Exercise => For this exercise, restate word for word only the lines from the first line of the data to the line containing "self.inner.iter().any(|tx| tx.get_id() == txid)".

Data extracted from a collection
#####

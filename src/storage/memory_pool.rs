use crate::core::Transaction;
use std::collections::HashSet;

/// Pending transactions in admission order. The next block includes them in exactly
/// this order; there is no fee-based reordering.
///
/// The pool has no lock of its own: it lives inside the ledger and is guarded
/// by the ledger's lock together with the chain.
#[derive(Debug, Clone, Default)]
pub struct MemoryPool {
    inner: Vec<Transaction>,
}

impl MemoryPool {
    pub fn new() -> MemoryPool {
        MemoryPool::default()
    }

    pub fn contains(&self, txid: &str) -> bool {
        self.inner.iter().any(|tx| tx.get_id() == txid)
    }

    pub fn add(&mut self, tx: Transaction) {
        self.inner.push(tx);
    }

    pub fn get(&self, txid: &str) -> Option<&Transaction> {
        self.inner.iter().find(|tx| tx.get_id() == txid)
    }

    /// Value plus fee this address has already committed in pending transactions
    pub fn pending_outflow(&self, address: &str) -> f64 {
        self.inner
            .iter()
            .filter(|tx| tx.get_sender_address() == address)
            .map(|tx| tx.get_value() + tx.get_fee())
            .sum()
    }

    pub fn total_fees(&self) -> f64 {
        self.inner.iter().map(Transaction::get_fee).sum()
    }

    /// Empties the pool, handing back everything in admission order.
    pub fn take_all(&mut self) -> Vec<Transaction> {
        std::mem::take(&mut self.inner)
    }

    /// Drops every pending transaction whose id is in `ids` (they made it on chain).
    /// Returns how many were removed.
    pub fn remove_included(&mut self, ids: &HashSet<&str>) -> usize {
        let before = self.inner.len();
        self.inner.retain(|tx| !ids.contains(tx.get_id()));
        before - self.inner.len()
    }

    pub fn get_all(&self) -> &[Transaction] {
        self.inner.as_slice()
    }

    pub fn len(&self) -> usize {
        self.inner.len()
    }

    pub fn is_empty(&self) -> bool {
        self.inner.is_empty()
    }

    pub fn clear(&mut self) {
        self.inner.clear();
    }
}

#[cfg(test)]
mod tests {
    use super::*;
    use crate::utils::{new_key_pair, KeyMaterial};

    fn transfer(sender: &KeyMaterial, value: f64, fee: f64) -> Transaction {
        let recipient = KeyMaterial::Private(new_key_pair().unwrap());
        let mut tx = Transaction::new(sender, &recipient, value, fee).unwrap();
        tx.sign(sender).unwrap();
        tx
    }

    #[test]
    fn test_fifo_order_preserved() {
        let sender = KeyMaterial::Private(new_key_pair().unwrap());
        let mut pool = MemoryPool::new();
        let txs: Vec<_> = (1..=3).map(|i| transfer(&sender, i as f64, 0.0)).collect();
        for tx in &txs {
            pool.add(tx.clone());
        }

        let taken = pool.take_all();
        assert_eq!(taken, txs);
        assert!(pool.is_empty());
    }

    #[test]
    fn test_pending_outflow_and_fees() {
        let alice = KeyMaterial::Private(new_key_pair().unwrap());
        let bob = KeyMaterial::Private(new_key_pair().unwrap());
        let mut pool = MemoryPool::new();
        pool.add(transfer(&alice, 90.0, 1.0));
        pool.add(transfer(&alice, 5.0, 0.5));
        pool.add(transfer(&bob, 3.0, 0.25));

        let alice_addr = alice.address().unwrap();
        assert_eq!(pool.pending_outflow(&alice_addr), 96.5);
        assert_eq!(pool.total_fees(), 1.75);
        assert_eq!(pool.pending_outflow("nobody"), 0.0);
    }

    #[test]
    fn test_remove_included() {
        let sender = KeyMaterial::Private(new_key_pair().unwrap());
        let mut pool = MemoryPool::new();
        let first = transfer(&sender, 1.0, 0.0);
        let second = transfer(&sender, 2.0, 0.0);
        pool.add(first.clone());
        pool.add(second.clone());

        let ids: HashSet<&str> = [first.get_id()].into_iter().collect();
        assert_eq!(pool.remove_included(&ids), 1);
        assert!(!pool.contains(first.get_id()));
        assert!(pool.contains(second.get_id()));
        assert_eq!(pool.get(second.get_id()), Some(&second));
    }
}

#####

Answer for the task =>
filename src/storage/memory_pool.rs
use crate::core::Transaction;
use std::collections::HashSet;

/// Pending transactions in admission order. The next block includes them in exactly
/// this order; there is no fee-based reordering.
///
/// The pool has no lock of its own: it lives inside the ledger and is guarded
/// by the ledger's lock together with the chain.
#[derive(Debug, Clone, Default)]
pub struct MemoryPool {
    inner: Vec<Transaction>,
}

impl MemoryPool {
    pub fn new() -> MemoryPool {
        MemoryPool::default()
    }

    pub fn contains(&self, txid: &str) -> bool {
        self.inner.iter().any(|tx| tx.get_id() == txid)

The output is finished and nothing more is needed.